A Lot or a Little?
What you will—and won't—find in this TV show.
Healthy family relationships, female empowerment, learning how to make positive choices, being true to yourself, acceptance, and tolerance. Issues around class distinctions, and indiscipline are sometimes addressed. Additional themes include communication, gratitude, and integrity.
Positive Role Models
Lorelai is independent, strong, a committed parent; Rory is smart, responsible, self-assured. Luke is compassionate and caring, always looking out for people in his town.
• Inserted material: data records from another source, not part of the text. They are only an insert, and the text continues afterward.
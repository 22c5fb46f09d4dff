use std::collections::HashSet;
use std::io::Write;
use std::path::Path;

use thiserror::Error;
use tracing::warn;

use crate::core::contig::{ContigAttributes, ContigTable};
use crate::utils::numeric::format_decimal;
use crate::utils::validation::{check_abundance, check_fraction};

#[derive(Error, Debug)]
pub enum TableError {
    #[error("IO error: {0}")]
    Io(#[from] std::io::Error),

    #[error("Invalid contig table: {0}")]
    InvalidFormat(String),

    #[error("Missing required column '{0}'")]
    MissingColumn(String),

    #[error("Invalid value for {column} on line {line}: '{value}'")]
    InvalidValue {
        line: usize,
        column: String,
        value: String,
    },

    #[error("Duplicate contig '{name}' on line {line}")]
    DuplicateContig { name: String, line: usize },
}

/// Column names, in the order the table is written
pub const COLUMNS: [&str; 8] = [
    "name",
    "good",
    "pSeqTrue",
    "pBasesCovered",
    "pGood",
    "pNotSegmented",
    "tpm",
    "fragments",
];

/// Delimiter implied by a file extension: comma for `.csv`, tab otherwise
#[must_use]
pub fn delimiter_for(path: &Path) -> char {
    match path
        .extension()
        .and_then(|e| e.to_str())
        .map(str::to_lowercase)
        .as_deref()
    {
        Some("csv") => ',',
        _ => '\t',
    }
}

/// Parse a contig table file, choosing the delimiter from its extension
///
/// # Errors
///
/// Returns `TableError::Io` if the file cannot be read, or other table errors
/// if the content is invalid.
pub fn parse_table_file(path: &Path) -> Result<ContigTable, TableError> {
    let content = std::fs::read_to_string(path)?;
    parse_table_text(&content, delimiter_for(path))
}

/// Column positions resolved from the header line
struct Layout {
    name: usize,
    good: Option<usize>,
    p_seq_true: Option<usize>,
    p_bases_covered: Option<usize>,
    p_good: Option<usize>,
    p_not_segmented: Option<usize>,
    tpm: Option<usize>,
    fragments: Option<usize>,
}

impl Layout {
    fn from_header(fields: &[&str]) -> Result<Self, TableError> {
        let find = |column: &str| {
            fields
                .iter()
                .position(|f| f.trim().eq_ignore_ascii_case(column))
        };

        Ok(Self {
            name: find("name").ok_or_else(|| TableError::MissingColumn("name".to_string()))?,
            good: find("good"),
            p_seq_true: find("pSeqTrue"),
            p_bases_covered: find("pBasesCovered"),
            p_good: find("pGood"),
            p_not_segmented: find("pNotSegmented"),
            tpm: find("tpm"),
            fragments: find("fragments"),
        })
    }
}

/// A cell is missing when absent, empty, or a conventional NA marker
fn cell<'a>(fields: &[&'a str], index: Option<usize>) -> Option<&'a str> {
    let value = fields.get(index?)?.trim();
    match value {
        "" | "NA" | "NaN" | "nan" | "None" => None,
        _ => Some(value),
    }
}

fn parse_float(
    fields: &[&str],
    index: Option<usize>,
    column: &str,
    line: usize,
) -> Result<f64, TableError> {
    let Some(raw) = cell(fields, index) else {
        return Ok(0.0);
    };
    raw.parse().map_err(|_| TableError::InvalidValue {
        line,
        column: column.to_string(),
        value: raw.to_string(),
    })
}

/// Counts may be written as floats (`12.0`) by dataframe tools
fn parse_count(
    fields: &[&str],
    index: Option<usize>,
    column: &str,
    line: usize,
) -> Result<Option<u64>, TableError> {
    let Some(raw) = cell(fields, index) else {
        return Ok(None);
    };
    if let Ok(count) = raw.parse::<u64>() {
        return Ok(Some(count));
    }

    let invalid = || TableError::InvalidValue {
        line,
        column: column.to_string(),
        value: raw.to_string(),
    };
    let value: f64 = raw.parse().map_err(|_| invalid())?;
    if value >= 0.0 && value.fract() == 0.0 && value <= 2f64.powi(53) {
        #[allow(clippy::cast_possible_truncation, clippy::cast_sign_loss)]
        let count = value as u64;
        Ok(Some(count))
    } else {
        Err(invalid())
    }
}

/// Parse delimited contig table text. The first non-empty, non-comment line is the
/// header; only `name` is required.
///
/// # Errors
///
/// Returns `TableError::InvalidFormat` if there is no header, `MissingColumn` if the
/// header lacks `name`, `InvalidValue` for unparsable numbers, or `DuplicateContig`
/// when a name repeats.
pub fn parse_table_text(text: &str, delimiter: char) -> Result<ContigTable, TableError> {
    let mut layout: Option<Layout> = None;
    let mut seen: HashSet<String> = HashSet::new();
    let mut rows = Vec::new();

    for (i, line) in text.lines().enumerate() {
        let line = line.trim_end_matches('\r');
        if line.trim().is_empty() || line.starts_with('#') {
            continue;
        }

        let fields: Vec<&str> = line.split(delimiter).collect();

        let Some(columns) = &layout else {
            layout = Some(Layout::from_header(&fields)?);
            continue;
        };

        // Line numbers in errors are 1-based for user friendliness
        let line_num = i + 1;

        let name = cell(&fields, Some(columns.name))
            .ok_or_else(|| TableError::InvalidFormat(format!("Line {line_num} has no contig name")))?
            .to_string();

        if !seen.insert(name.clone()) {
            return Err(TableError::DuplicateContig {
                name,
                line: line_num,
            });
        }

        let mut row = ContigAttributes::new(name);
        row.good = parse_count(&fields, columns.good, "good", line_num)?.unwrap_or(0);
        row.p_seq_true = parse_float(&fields, columns.p_seq_true, "pSeqTrue", line_num)?;
        row.p_bases_covered =
            parse_float(&fields, columns.p_bases_covered, "pBasesCovered", line_num)?;
        row.p_good = parse_float(&fields, columns.p_good, "pGood", line_num)?;
        row.p_not_segmented =
            parse_float(&fields, columns.p_not_segmented, "pNotSegmented", line_num)?;
        row.tpm = parse_float(&fields, columns.tpm, "tpm", line_num)?;
        row.fragments = parse_count(&fields, columns.fragments, "fragments", line_num)?;

        for (column, value) in [
            ("pSeqTrue", row.p_seq_true),
            ("pBasesCovered", row.p_bases_covered),
            ("pGood", row.p_good),
            ("pNotSegmented", row.p_not_segmented),
        ] {
            if let Some(msg) = check_fraction(column, value) {
                warn!(contig = %row.name, "{msg}");
            }
        }
        if let Some(msg) = check_abundance(row.tpm) {
            warn!(contig = %row.name, "{msg}");
        }

        rows.push(row);
    }

    if layout.is_none() {
        return Err(TableError::InvalidFormat(
            "No header line found".to_string(),
        ));
    }

    Ok(ContigTable::new(rows))
}

/// Write a contig table with every column, absent fragment counts left empty
///
/// # Errors
///
/// Returns any I/O error from the writer.
pub fn write_table<W: Write>(
    writer: &mut W,
    table: &ContigTable,
    delimiter: char,
) -> std::io::Result<()> {
    let sep = delimiter.to_string();
    writeln!(writer, "{}", COLUMNS.join(&sep))?;

    for row in table.iter() {
        let fields = [
            row.name.clone(),
            row.good.to_string(),
            format_decimal(row.p_seq_true),
            format_decimal(row.p_bases_covered),
            format_decimal(row.p_good),
            format_decimal(row.p_not_segmented),
            format_decimal(row.tpm),
            row.fragments.map(|f| f.to_string()).unwrap_or_default(),
        ];
        writeln!(writer, "{}", fields.join(&sep))?;
    }

    Ok(())
}

/// Write a contig table to a file, choosing the delimiter from its extension
///
/// # Errors
///
/// Returns `TableError::Io` if the file cannot be created or written.
pub fn write_table_file(path: &Path, table: &ContigTable) -> Result<(), TableError> {
    let mut writer = std::fs::File::create(path).map(std::io::BufWriter::new)?;
    write_table(&mut writer, table, delimiter_for(path))?;
    writer.flush()?;
    Ok(())
}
The series was created by Amy Sherman-Palladino and centers women as well as a nontraditional family unit. Examines socioeconomic differences. Michel, who works with Lorelai, is Black. Lane, Rory's best friend, is Korean American, but her relationship with her mother, Mrs. Kim, often perpetuates stereotypes of strict/overbearing Asian parents. Across the entire series there are no disabled or queer characters in recurring roles. (Michel is queer-coded but the series gives him "straight" behavior like dates with women. The Netflix revival addresses Michel's sexuality by giving him a male spouse.) Fat-shaming includes Rory describing a ballerina as "hippo-like"; she and Lorelai nickname their neighbor "Back Fat Pat." Characters of color are seen in the background, but overall cast is almost entirely White.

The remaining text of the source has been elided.